4 June 2018

The Dunkirk Evacuation in 100 Objects - The Story Behind Operation Dynamo in 1940

At 18.57 hours on Sunday, 26 May 1940, the Admiralty issued the directive which instigated the start of Operation Dynamo. This was the order to rescue the British Expeditionary Force from the French port of Dunkirk and the beaches surrounding it. The Admiralty believed that it would only be able to rescue 45,000 men over the course of the following two days, ‘at the end of which’, read the signal to Admiral Ramsey at Dover, ‘it was probable that evacuation would be terminated by enemy action’. The Admiralty, however, was wrong.

Between 26 May and 4 June 1940, when Dynamo officially ended, an armada of ships, big and small, naval and civilian achieved what had been considered impossible. In fact, in this period a total of 338,682 men had been disembarked at British ports. Such a figure has exceeded the expectations of most. Little wonder, therefore, that an editorial in The New York Times at the beginning of June declared, ‘So long as the English tongue survives, the word Dunkirk will be spoken with reverence’.

Through 100 objects, from the wreck of a ship through to a dug-up rifle, and individual photographs to large memorials, all of which represent a moving snapshot of the past, the author sets out to tell the story of what came to be known as The Miracle of Dunkirk. The full-colour photographs of each 100 items are accompanied by detailed explanations of the object and the people and events which make them so special or relevant.

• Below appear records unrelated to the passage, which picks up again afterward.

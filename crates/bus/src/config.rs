//! Bus configuration management

use anyhow::{Context, Result, anyhow};
use protocol::{PlugInRecord, SerialNo, TargetKind};
use serde::{Deserialize, Serialize};
use std::collections::HashSet;
use std::fs;
use std::path::{Path, PathBuf};
use std::time::Duration;

#[derive(Debug, Clone, Serialize, Deserialize)]
pub struct BusConfig {
    pub bus: BusSettings,
    #[serde(default)]
    pub reclaim: ReclaimSettings,
    /// Targets plugged in by the host at startup
    #[serde(default)]
    pub targets: Vec<TargetConfig>,
}

#[derive(Debug, Clone, Serialize, Deserialize)]
pub struct BusSettings {
    pub log_level: String,
}

/// Reclamation of missing entries
///
/// # Example Configuration
/// ```toml
/// [reclaim]
/// interval = "30s"
/// eager = false
/// ```
#[derive(Debug, Clone, Serialize, Deserialize)]
pub struct ReclaimSettings {
    /// Period of the background reclaimer ("5s", "1m", "1h30m")
    #[serde(
        default = "ReclaimSettings::default_interval",
        with = "duration_serde"
    )]
    pub interval: Duration,
    /// Reclaim right after every unplug instead of waiting for the next tick
    #[serde(default)]
    pub eager: bool,
}

impl Default for ReclaimSettings {
    fn default() -> Self {
        Self {
            interval: Self::default_interval(),
            eager: false,
        }
    }
}

impl ReclaimSettings {
    fn default_interval() -> Duration {
        Duration::from_secs(5)
    }
}

/// Host-declared target
///
/// # Example Configuration
/// ```toml
/// [[targets]]
/// serial_no = 1
/// kind = "xbox360-wired"
///
/// [[targets]]
/// serial_no = 2
/// kind = "dualshock4-wired"
/// vendor_id = 0x054C
/// product_id = 0x09CC
/// ```
#[derive(Debug, Clone, PartialEq, Eq, Serialize, Deserialize)]
pub struct TargetConfig {
    pub serial_no: u32,
    pub kind: TargetKind,
    /// Vendor ID override (both IDs must be set to take effect)
    #[serde(default, skip_serializing_if = "Option::is_none")]
    pub vendor_id: Option<u16>,
    #[serde(default, skip_serializing_if = "Option::is_none")]
    pub product_id: Option<u16>,
}

impl TargetConfig {
    /// Plug-in record for this target
    pub fn to_record(&self) -> PlugInRecord {
        PlugInRecord::new(SerialNo(self.serial_no), self.kind).with_ids(
            self.vendor_id.unwrap_or_default(),
            self.product_id.unwrap_or_default(),
        )
    }
}

/// Custom serde module for Duration
mod duration_serde {
    use serde::{Deserialize, Deserializer, Serialize, Serializer};
    use std::time::Duration;

    pub fn serialize<S>(duration: &Duration, serializer: S) -> Result<S::Ok, S::Error>
    where
        S: Serializer,
    {
        format_duration(*duration).serialize(serializer)
    }

    pub fn deserialize<'de, D>(deserializer: D) -> Result<Duration, D::Error>
    where
        D: Deserializer<'de>,
    {
        let s = String::deserialize(deserializer)?;
        parse_duration(&s).map_err(serde::de::Error::custom)
    }

    /// Parse a duration string like "1h", "30m", "1h30m"
    pub fn parse_duration(s: &str) -> Result<Duration, String> {
        let s = s.trim().to_lowercase();
        let mut total_secs: u64 = 0;
        let mut current_num = String::new();

        for c in s.chars() {
            if c.is_ascii_digit() {
                current_num.push(c);
            } else {
                if current_num.is_empty() {
                    return Err(format!("Invalid duration format: {}", s));
                }
                let num: u64 = current_num
                    .parse()
                    .map_err(|_| format!("Invalid number in duration: {}", current_num))?;
                current_num.clear();

                let secs = match c {
                    'h' => num.checked_mul(3600),
                    'm' => num.checked_mul(60),
                    's' => Some(num),
                    _ => return Err(format!("Invalid duration unit: {}", c)),
                };
                total_secs = secs
                    .and_then(|secs| total_secs.checked_add(secs))
                    .ok_or_else(|| "duration overflow".to_string())?;
            }
        }

        // Trailing bare number counts as seconds
        if !current_num.is_empty() {
            let num: u64 = current_num
                .parse()
                .map_err(|_| format!("Invalid number in duration: {}", current_num))?;
            total_secs = total_secs
                .checked_add(num)
                .ok_or_else(|| "duration overflow".to_string())?;
        }

        if total_secs == 0 {
            return Err("Duration must be greater than 0".to_string());
        }

        Ok(Duration::from_secs(total_secs))
    }

    pub fn format_duration(d: Duration) -> String {
        let secs = d.as_secs();
        let hours = secs / 3600;
        let mins = (secs % 3600) / 60;
        let secs = secs % 60;

        let mut result = String::new();
        if hours > 0 {
            result.push_str(&format!("{}h", hours));
        }
        if mins > 0 {
            result.push_str(&format!("{}m", mins));
        }
        if secs > 0 || result.is_empty() {
            result.push_str(&format!("{}s", secs));
        }
        result
    }
}

pub use duration_serde::parse_duration;

impl Default for BusConfig {
    fn default() -> Self {
        Self {
            bus: BusSettings {
                log_level: "info".to_string(),
            },
            reclaim: ReclaimSettings::default(),
            targets: Vec::new(),
        }
    }
}

impl BusConfig {
    /// Load configuration from the specified path
    pub fn load(path: Option<PathBuf>) -> Result<Self> {
        let config_path = if let Some(p) = path {
            p
        } else {
            // Try standard locations in order
            let candidates = vec![
                Self::default_path(),
                PathBuf::from("/etc/vpad-bus/bus.toml"),
            ];

            candidates
                .into_iter()
                .find(|p| p.exists())
                .ok_or_else(|| anyhow!("No configuration file found, using defaults"))?
        };

        let content = fs::read_to_string(&config_path)
            .with_context(|| format!("Failed to read config file: {}", config_path.display()))?;

        let config = Self::from_toml(&content)
            .with_context(|| format!("Invalid config file: {}", config_path.display()))?;

        tracing::info!("Loaded configuration from: {}", config_path.display());
        Ok(config)
    }

    /// Parse and validate configuration text
    pub fn from_toml(content: &str) -> Result<Self> {
        let config: BusConfig = toml::from_str(content).context("Failed to parse configuration")?;
        config.validate()?;
        Ok(config)
    }

    /// Load configuration or return defaults if not found
    pub fn load_or_default() -> Self {
        match Self::load(None) {
            Ok(config) => config,
            Err(e) => {
                tracing::warn!("Failed to load config: {}, using defaults", e);
                Self::default()
            }
        }
    }

    /// Save configuration to the specified path
    pub fn save(&self, path: &Path) -> Result<()> {
        let content = toml::to_string_pretty(self).context("Failed to serialize configuration")?;

        if let Some(parent) = path.parent() {
            fs::create_dir_all(parent).with_context(|| {
                format!("Failed to create config directory: {}", parent.display())
            })?;
        }

        fs::write(path, content)
            .with_context(|| format!("Failed to write config file: {}", path.display()))?;

        tracing::info!("Saved configuration to: {}", path.display());
        Ok(())
    }

    /// Get the default configuration file path
    pub fn default_path() -> PathBuf {
        if let Some(config_dir) = dirs::config_dir() {
            config_dir.join("vpad-bus").join("bus.toml")
        } else {
            PathBuf::from(".config/vpad-bus/bus.toml")
        }
    }

    /// Validate configuration values
    pub fn validate(&self) -> Result<()> {
        let valid_levels = ["trace", "debug", "info", "warn", "error"];
        if !valid_levels.contains(&self.bus.log_level.as_str()) {
            return Err(anyhow!(
                "Invalid log level '{}', must be one of: {}",
                self.bus.log_level,
                valid_levels.join(", ")
            ));
        }

        if self.reclaim.interval.is_zero() {
            return Err(anyhow!("Reclaim interval must be greater than 0"));
        }

        let mut seen = HashSet::new();
        for target in &self.targets {
            if target.serial_no == 0 {
                return Err(anyhow!("Target serial_no 0 is reserved"));
            }
            if !seen.insert(target.serial_no) {
                return Err(anyhow!("Duplicate target serial_no {}", target.serial_no));
            }
        }

        Ok(())
    }
}

/// Load configuration from a path that may start with `~`
pub fn load_config(path: &str) -> Result<BusConfig> {
    let path_buf = PathBuf::from(shellexpand::tilde(path).as_ref());
    BusConfig::load(Some(path_buf))
}
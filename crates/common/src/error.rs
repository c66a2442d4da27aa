//! Common error types

use thiserror::Error;

#[derive(Debug, Error)]
pub enum Error {
    #[error("Bus error: {0}")]
    Bus(#[from] protocol::BusError),

    #[error("Channel error: {0}")]
    Channel(String),

    #[error("Configuration error: {0}")]
    Config(String),
}

pub type Result<T> = std::result::Result<T, Error>;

While similar in concept to Roger Moorehouse's The Third Reich in 100 Objects, this book provides a different approach. Not just another re-telling of the Dunkirk story, Martin Mace's book highlights many facets of the evacuation, which creates a rich narrative about the wider story of Dunkirk. Details of individual Little Ships, the Wormhout Massacre, the story behind some of the famous photos of the evacuation, experiences of RAF pilots through log-books, and how Dunkirk was featured in wartime books and paintings are all woven together to explain the story in great detail. If you have any interest in Dunkirk, I would seriously consider adding this book to your collection.